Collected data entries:

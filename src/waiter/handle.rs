//! Result handles for registered waits.

use std::fmt;
use std::future::Future;
use std::pin::Pin;
use std::sync::Arc;
use std::task::{Context, Poll};

use tokio::sync::oneshot::{self, error::TryRecvError};

use crate::error::{ExecutionError, WaitError, WaitResult};
use crate::kind::{EventKind, WaitId};

use super::task::PendingWait;

/// How a wait ended.
///
/// `TimedOut` is the explicit "no result" value: a wait that expires is not an
/// error, so callers must check the variant before using a result.
#[derive(Debug, Clone, PartialEq, Eq)]
pub enum WaitOutcome<R> {
    /// A dispatched event satisfied the condition; carries the transform output.
    Matched(R),
    /// The timeout elapsed with no matching event.
    TimedOut,
    /// The wait was cancelled through [`WaitHandle::cancel`].
    Cancelled,
}

impl<R> WaitOutcome<R> {
    #[must_use]
    pub const fn is_matched(&self) -> bool {
        matches!(self, Self::Matched(_))
    }

    #[must_use]
    pub const fn is_timed_out(&self) -> bool {
        matches!(self, Self::TimedOut)
    }

    #[must_use]
    pub const fn is_cancelled(&self) -> bool {
        matches!(self, Self::Cancelled)
    }

    /// The matched result, if any.
    #[must_use]
    pub fn into_matched(self) -> Option<R> {
        match self {
            Self::Matched(r) => Some(r),
            Self::TimedOut | Self::Cancelled => None,
        }
    }

    /// Map the matched result, keeping sentinels as they are.
    pub fn map<U>(self, f: impl FnOnce(R) -> U) -> WaitOutcome<U> {
        match self {
            Self::Matched(r) => WaitOutcome::Matched(f(r)),
            Self::TimedOut => WaitOutcome::TimedOut,
            Self::Cancelled => WaitOutcome::Cancelled,
        }
    }

    /// Returns a short stable label (snake_case) for logs.
    #[must_use]
    pub const fn as_label(&self) -> &'static str {
        match self {
            Self::Matched(_) => "matched",
            Self::TimedOut => "timed_out",
            Self::Cancelled => "cancelled",
        }
    }
}

/// Single-assignment handle returned by `wait_for`.
///
/// Await it from async code, or call [`WaitHandle::wait`] from a plain thread.
/// It resolves exactly once.
pub struct WaitHandle<R> {
    task: Arc<dyn PendingWait>,
    rx: oneshot::Receiver<WaitResult<WaitOutcome<R>>>,
}

fn disconnected() -> WaitError {
    ExecutionError::Disconnected {
        path: "wait_handle".to_string(),
    }
    .into()
}

impl<R> WaitHandle<R> {
    pub(crate) fn new(task: Arc<dyn PendingWait>, rx: oneshot::Receiver<WaitResult<WaitOutcome<R>>>) -> Self {
        Self { task, rx }
    }

    /// Identifier of the underlying wait.
    #[must_use]
    pub fn id(&self) -> WaitId {
        self.task.id()
    }

    /// Event kind this handle waits on.
    #[must_use]
    pub fn kind(&self) -> EventKind {
        self.task.kind()
    }

    /// Cancel the wait. Treated exactly like an early timeout: the task is
    /// removed and the handle resolves with [`WaitOutcome::Cancelled`].
    ///
    /// Returns false if the wait had already matched, expired or been cancelled.
    pub fn cancel(&self) -> bool {
        self.task.cancel()
    }

    /// Block the current thread until the wait resolves.
    ///
    /// Must not be called from within an async runtime; `.await` the handle there.
    pub fn wait(self) -> WaitResult<WaitOutcome<R>> {
        self.rx.blocking_recv().map_err(|_| disconnected())?
    }

    /// Non-blocking check. Returns `None` while the wait is unresolved.
    ///
    /// The outcome is handed out once; later calls report a disconnect.
    pub fn try_outcome(&mut self) -> Option<WaitResult<WaitOutcome<R>>> {
        match self.rx.try_recv() {
            Ok(outcome) => Some(outcome),
            Err(TryRecvError::Empty) => None,
            Err(TryRecvError::Closed) => Some(Err(disconnected())),
        }
    }
}

impl<R> Future for WaitHandle<R> {
    type Output = WaitResult<WaitOutcome<R>>;

    fn poll(self: Pin<&mut Self>, cx: &mut Context<'_>) -> Poll<Self::Output> {
        let this = self.get_mut();
        Pin::new(&mut this.rx).poll(cx).map(|res| match res {
            Ok(outcome) => outcome,
            Err(_) => Err(disconnected()),
        })
    }
}

impl<R> fmt::Debug for WaitHandle<R> {
    fn fmt(&self, f: &mut fmt::Formatter<'_>) -> fmt::Result {
        f.debug_struct("WaitHandle")
            .field("id", &self.task.id())
            .field("kind", &self.task.kind())
            .finish_non_exhaustive()
    }
}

- [Task brief]:
Return only the number of lines above in which the string "this" occurs.

- [Written reply]:
3